Output all of the records again, exactly as written.

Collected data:
- Opening Delimiter -

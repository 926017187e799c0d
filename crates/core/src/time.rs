use chrono::{DateTime, Duration, Local, NaiveDate, Utc};

/// A simple clock abstraction for deterministic time in services and tests.
#[derive(Debug, Clone, Copy, Default)]
pub enum Clock {
    #[default]
    Default,
    Fixed(DateTime<Utc>),
}

impl Clock {
    /// Returns a clock that uses the current system time.
    #[must_use]
    pub fn default_clock() -> Self {
        Self::Default
    }

    /// Returns a clock fixed at the given timestamp.
    #[must_use]
    pub fn fixed(at: DateTime<Utc>) -> Self {
        Self::Fixed(at)
    }

    /// Returns the current time according to the clock.
    #[must_use]
    pub fn now(&self) -> DateTime<Utc> {
        match self {
            Clock::Default => Utc::now(),
            Clock::Fixed(t) => *t,
        }
    }

    /// Returns the current calendar date according to the clock.
    ///
    /// The default clock uses the local time zone so day boundaries match the
    /// user's wall calendar; a fixed clock truncates its instant.
    #[must_use]
    pub fn today(&self) -> NaiveDate {
        match self {
            Clock::Default => Local::now().date_naive(),
            Clock::Fixed(t) => t.date_naive(),
        }
    }

    /// If this is a fixed clock, advance it by the given duration.
    ///
    /// Has no effect on `Clock::Default`.
    pub fn advance(&mut self, delta: Duration) {
        if let Clock::Fixed(t) = self {
            *t += delta;
        }
    }
}

/// Deterministic timestamp for tests and examples (2023-11-14T22:13:20Z).
pub const FIXED_TEST_TIMESTAMP: i64 = 1_700_000_000;

/// Returns a deterministic `DateTime<Utc>` for tests and doc examples.
///
/// # Panics
///
/// Panics if the fixed timestamp cannot be represented.
#[must_use]
pub fn fixed_now() -> DateTime<Utc> {
    DateTime::<Utc>::from_timestamp(FIXED_TEST_TIMESTAMP, 0)
        .expect("fixed timestamp should be valid")
}

/// Returns a `Clock` fixed at the deterministic test timestamp.
#[must_use]
pub fn fixed_clock() -> Clock {
    Clock::fixed(fixed_now())
}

- Closing Delimiter -

ANSWER BOX –
repository 926017187e799c0d
filename crates/core/src/time.rs
use chrono::{DateTime, Duration, Local, NaiveDate, Utc};

/// A simple clock abstraction for deterministic time in services and tests.
#[derive(Debug, Clone, Copy, Default)]
pub enum Clock {
    #[default]
    Default,
    Fixed(DateTime<Utc>),
}

impl Clock {
    /// Returns a clock that uses the current system time.
    #[must_use]
    pub fn default_clock() -> Self {
        Self::Default
    }

    /// Returns a clock fixed at the given timestamp.
    #[must_use]
    pub fn fixed(at: DateTime<Utc>) -> Self {
        Self::Fixed(at)
    }

    /// Returns the current time according to the clock.
    #[must_use]
    pub fn now(&self) -> DateTime<Utc> {
        match self {
            Clock::Default => Utc::now(),
            Clock::Fixed(t) => *t,
        }
    }

    /// Returns the current calendar date according to the clock.
    ///
    /// The default clock uses the local time zone so day boundaries match the
    /// user's wall calendar; a fixed clock truncates its instant.
    #[must_use]
    pub fn today(&self) -> NaiveDate {
        match self {
            Clock::Default => Local::now().date_naive(),
            Clock::Fixed(t) => t.date_naive(),
        }
    }

    /// If this is a fixed clock, advance it by the given duration.
    ///
    /// Has no effect on `Clock::Default`.
    pub fn advance(&mut self, delta: Duration) {
        if let Clock::Fixed(t) = self {
            *t += delta;
        }
    }
}

/// Deterministic timestamp for tests and examples (2023-11-14T22:13:20Z).
pub const FIXED_TEST_TIMESTAMP: i64 = 1_700_000_000;

/// Returns a deterministic `DateTime<Utc>` for tests and doc examples.
///
/// # Panics
///
/// Panics if the fixed timestamp cannot be represented.
#[must_use]
pub fn fixed_now() -> DateTime<Utc> {
    DateTime::<Utc>::from_timestamp(FIXED_TEST_TIMESTAMP, 0)
        .expect("fixed timestamp should be valid")
}

/// Returns a `Clock` fixed at the deterministic test timestamp.
#[must_use]
pub fn fixed_clock() -> Clock {
    Clock::fixed(fixed_now())
}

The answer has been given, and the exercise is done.